- _Goal of the exercise_: Lines to be reproduced exactly: the one that holds "pub fn latest_mapping(&self)" and all those after it through the end of the data. Include no others.

- _Provided data_:
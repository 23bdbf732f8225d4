//! Append-only assignment history persistence.

use std::path::PathBuf;

use serde::{Deserialize, Serialize};
use tracing::info;

use rota_allocate::latest_round_mapping;
use rota_model::{AssignmentRecord, Round, RoundMapping};

use crate::error::StoreError;
use crate::fsio::{check_version, load_json, save_json};

/// History state file format version.
const HISTORY_VERSION: u32 = 1;

/// On-disk history document.
#[derive(Debug, Serialize, Deserialize)]
struct PersistedHistory {
    version: u32,
    records: Vec<AssignmentRecord>,
}

/// File-backed history store.
///
/// The file is rewritten whole on append, atomically. Serializing
/// concurrent appenders is the caller's transaction boundary; a
/// single-shot CLI process satisfies that trivially.
pub struct HistoryStore {
    path: PathBuf,
}

impl HistoryStore {
    /// Creates a store over the given state file path.
    #[must_use]
    pub fn new(path: PathBuf) -> Self {
        Self { path }
    }

    /// Loads all history records in stored order.
    ///
    /// A missing file loads as empty history.
    pub fn load(&self) -> Result<Vec<AssignmentRecord>, StoreError> {
        let Some(persisted) = load_json::<PersistedHistory>(&self.path)? else {
            return Ok(Vec::new());
        };

        check_version(&self.path, persisted.version, HISTORY_VERSION)?;
        Ok(persisted.records)
    }

    /// Appends one round's records, returning the appended count.
    pub fn append_round(&self, round: &Round) -> Result<usize, StoreError> {
        let mut records = self.load()?;
        let appended = round.len();
        records.extend(round.records());

        let persisted = PersistedHistory {
            version: HISTORY_VERSION,
            records,
        };
        save_json(&self.path, &persisted)?;

        info!(
            path = %self.path.display(),
            stamped_at = %round.stamped_at,
            appended,
            "appended round to history"
        );
        Ok(appended)
    }

    /// Computes the most-recent-round mapping for allocator input.
    pub fn latest_mapping(&self) -> Result<RoundMapping, StoreError> {
        Ok(latest_round_mapping(&self.load()?))
    }
}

- _Response below_:
    pub fn latest_mapping(&self) -> Result<RoundMapping, StoreError> {
        Ok(latest_round_mapping(&self.load()?))
    }
}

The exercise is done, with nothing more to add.